"Un giorno sentii un uomo cantare l'aria di Tosca più famosa, 'E lucevan le stelle'. Vidi da lontano tre SS che correvano, entrarono nella baracca da cui proveniva la voce, e il canto finì. La sera altri prigionieri mi dissero che era stato ucciso, e così tutta la sua famiglia. Era un tenore famoso. Per me questo episodio è il simbolo di Auschwitz. E da allora, ogni volta che sento Tosca, torna tutto su". Tadeusz Smreczynski, polacco, finì prigioniero del lager nazista a 19 anni. E 70 anni dopo la liberazione, in un incontro a Cracovia organizzato dall'associazione della stampa straniera tedesca VAP, cui ANSA ha partecipato, torna sui suoi ricordi. Una memoria che avrebbe voluto cancellare, senza mai riuscirci: "Fino agli anni '60 non ne avevo mai parlato. Poi un giorno qualcuno vide il numero, e mi disse: 'Tu ci sei stato, raccontaci Auschwitz'".
Un'impresa affrontata per il resto dei suoi giorni nella consapevolezza che milioni di persone si recano nel lager, per sapere, ancora oggi. Il rapporto con il passato di un uomo delicato, colto, che ogni volta torna "bianco cadaverico" dalle sue testimonianze, come gli rimprovera la moglie, si capisce proprio dalla sorte di quelle cifre, tatuate nel lager. "Nel dopoguerra studiai per diventare medico. E quel numero me lo trovavo davanti di continuo, quando mi lavavo le mani, pensavo sempre di volerlo rimuovere. Ma il giorno della laurea, sedetti accanto alla professoressa Koeaczyk, ex prigioniera come me. Vidi il numero e le chiesi 'professoressa, quando se lo fa levare?'. E lei, 'mai'. Questa risposta mi fermò per i successivi 20 anni. Poi un giorno, in un momento difficile della mia vita, chiesi a un collega chirurgo di eliminarlo. Lui lo fece, ma mi è rimasto sempre nella testa".
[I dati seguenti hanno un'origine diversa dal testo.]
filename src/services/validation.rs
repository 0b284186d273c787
//! Field rules for an incoming submission.
//!
//! Every rule runs on every call, so a request that breaks several rules gets
//! one message per rule, always in the order name, email, message.

use regex::Regex;
use std::sync::LazyLock;

pub const NAME_REQUIRED: &str = "Name is required";
pub const EMAIL_REQUIRED: &str = "Email is required";
pub const EMAIL_INVALID: &str = "Email must be valid";
pub const MESSAGE_TOO_SHORT: &str = "Message must be at least 20 characters";

/// Minimum trimmed message length, counted in characters.
pub const MIN_MESSAGE_LEN: usize = 20;

static EMAIL_PATTERN: LazyLock<Regex> = LazyLock::new(|| {
    Regex::new(r"^[^\s@]+@[^\s@]+\.[^\s@]+$").expect("email pattern is a valid regex")
});

/// The raw text fields as they arrived in the form.
#[derive(Debug, Default, Clone)]
pub struct SubmissionFields {
    pub name: Option<String>,
    pub email: Option<String>,
    pub message: Option<String>,
}

/// Check the three text fields and return every failed rule's message.
///
/// The email pattern is matched against the untrimmed value, and only when
/// the trimmed value is non-empty.
pub fn validate(fields: &SubmissionFields) -> Vec<String> {
    let mut errors = Vec::new();

    if is_blank(fields.name.as_deref()) {
        errors.push(NAME_REQUIRED.to_string());
    }

    match fields.email.as_deref() {
        Some(email) if !email.trim().is_empty() => {
            if !is_valid_email(email) {
                errors.push(EMAIL_INVALID.to_string());
            }
        }
        _ => errors.push(EMAIL_REQUIRED.to_string()),
    }

    let message_len = fields
        .message
        .as_deref()
        .map(|m| m.trim().chars().count())
        .unwrap_or(0);
    if message_len < MIN_MESSAGE_LEN {
        errors.push(MESSAGE_TOO_SHORT.to_string());
    }

    errors
}

pub fn is_valid_email(email: &str) -> bool {
    EMAIL_PATTERN.is_match(email)
}

fn is_blank(value: Option<&str>) -> bool {
    value.map(|v| v.trim().is_empty()).unwrap_or(true)
}
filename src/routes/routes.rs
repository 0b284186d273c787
//! Defines the HTTP surface of the form intake service.
//!
//! - `POST /api/submit` — multipart contact form with an optional `attachment`
//! - `GET  /healthz`    — liveness
//! - `GET  /readyz`     — readiness
//!
//! Every other path is served from the public directory.

use crate::{
    handlers::{
        health_handlers::{healthz, readyz},
        submit_handlers::submit_form,
    },
    services::{AppState, upload_service::MAX_UPLOAD_BYTES},
};
use axum::{
    Router,
    extract::DefaultBodyLimit,
    routing::{get, post},
};
use std::path::Path;
use tower_http::{services::ServeDir, trace::TraceLayer};

/// Request bodies above this are cut off by the framework.
///
/// Leaves room for the text fields and multipart framing so an oversize
/// attachment is normally caught by the upload service's own counter.
pub const SUBMIT_BODY_LIMIT: usize = 2 * MAX_UPLOAD_BYTES as usize;

pub fn routes(public_dir: &Path) -> Router<AppState> {
    Router::new()
        .route("/healthz", get(healthz))
        .route("/readyz", get(readyz))
        .route(
            "/api/submit",
            post(submit_form).layer(DefaultBodyLimit::max(SUBMIT_BODY_LIMIT)),
        )
        .fallback_service(ServeDir::new(public_dir))
}

/// Build the complete application with state and request tracing attached.
pub fn app(state: AppState, public_dir: &Path) -> Router {
    routes(public_dir)
        .layer(TraceLayer::new_for_http())
        .with_state(state)
}
//! Services behind the HTTP handlers.

pub mod submission_store;
pub mod upload_service;
pub mod validation;

use submission_store::SubmissionStore;
use upload_service::UploadService;

/// Shared state handed to every handler.
#[derive(Clone)]
pub struct AppState {
    pub store: SubmissionStore,
    pub uploads: UploadService,
}
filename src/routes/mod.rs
#[allow(clippy::module_inception)]
pub mod routes;
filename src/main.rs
use anyhow::Result;
use clap::Parser;
use std::io::ErrorKind;
use tokio::net::TcpListener;
use tracing_subscriber::EnvFilter;

mod config;
mod errors;
mod handlers;
mod models;
mod routes;
mod services;

#[cfg(test)]
mod tests;

use services::{AppState, submission_store::SubmissionStore, upload_service::UploadService};

#[tokio::main]
async fn main() -> Result<()> {
    // --- Logging setup ---
    tracing_subscriber::fmt()
        .with_env_filter(
            EnvFilter::try_from_default_env().unwrap_or_else(|_| EnvFilter::new("info")),
        )
        .init();

    // --- Parse config ---
    let cfg = config::AppConfig::parse();

    tracing::info!("Starting form-intake with config: {:?}", cfg);

    // --- Ensure uploads directory exists ---
    let uploads = UploadService::new(cfg.upload_dir.clone());
    if !cfg.upload_dir.exists() {
        uploads.ensure_dir().await?;
        tracing::info!("Created uploads directory at {}", cfg.upload_dir.display());
    }

    // --- Load or create the database image ---
    let store = SubmissionStore::open(cfg.database_path.clone()).await?;

    if cfg.migrate {
        tracing::info!(
            "Database image initialized at {}",
            cfg.database_path.display()
        );
        return Ok(());
    }

    if !cfg.public_dir.exists() {
        tracing::warn!(
            "Public directory {} does not exist; static requests will 404",
            cfg.public_dir.display()
        );
    }

    let state = AppState { store, uploads };
    let app = routes::routes::app(state, &cfg.public_dir);

    // --- Start server ---
    let addr = cfg.addr();
    let listener = match TcpListener::bind(&addr).await {
        Ok(listener) => listener,
        Err(err)
            if err.kind() == ErrorKind::PermissionDenied
                && matches!(cfg.host.as_str(), "0.0.0.0" | "::") =>
        {
            let fallback_addr = format!("127.0.0.1:{}", cfg.port);
            tracing::warn!(
                "Permission denied binding to {} ({}). Falling back to {}",
                addr,
                err,
                fallback_addr
            );
            TcpListener::bind(&fallback_addr).await?
        }
        Err(err) => return Err(err.into()),
    };

    tracing::info!("Server running at http://{}", listener.local_addr()?);
    axum::serve(listener, app).await?;

    Ok(())
}
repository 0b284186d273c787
//! Data models for the form intake service.
//!
//! Rows map to the `submissions` table via `sqlx::FromRow` and serialize
//! as JSON via `serde`.

pub mod submission;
Il racconto di Smreczynski è particolarmente toccante. Ai dettagli sulla prigionia, i numeri abominevoli appresi poi, la brutalità, si alterna la ricostruzione di un percorso particolare, di uno dei pochi superstiti dell'orrore. Disseminato di momenti di umanità profonda, come quando decise di cedere la sua razione di pane a un uomo che glielo "chiedeva per salvarsi, poiché aveva dei figli". Questo significava rischiare di morire, ad Auschwitz. Quando gli si chiede come sia stato possibile uscirne vivo, risponde: "Io avevo 19 anni, ed ero in buone condizioni fisiche e psicologiche, ma certamente ho soprattutto avuto fortuna. Anche alcuni gesti di alcuni tedeschi, come quelli di alcuni polacchi, mi hanno aiutato": Tadeusz aveva studiato il tedesco al ginnasio, e fu uno di quei prigionieri che ebbe la possibilità di lavorare, finendo in uno dei "posti" migliori del campo, la cucina: "Scelsero dieci candidati su 60, io ero fra quelli". "In un primo momento volevano che facessi l'interprete e traducessi gli ordini del capò - racconta ancora -. Ma io mi rifiutai: 'questo non lo faccio'". Nel suo racconto usa sempre il polacco, pur capendo le domande in tedesco, e del rapporto con il popolo responsabile dello sterminio dice: "Io ho già incontrato oltre 1000 giovani tedeschi in questi anni. La mia esperienza mi dice che non esiste un popolo cattivo e uno buono, ma che ovunque è possibile che vi siano dei criminali, o persone capaci di atti nobili. Ho letto Kant, e filosofi russi, francesi, italiani: sono dell'idea che la nazionalità sia un elemento secondario. Quello che conta è che uomo sei".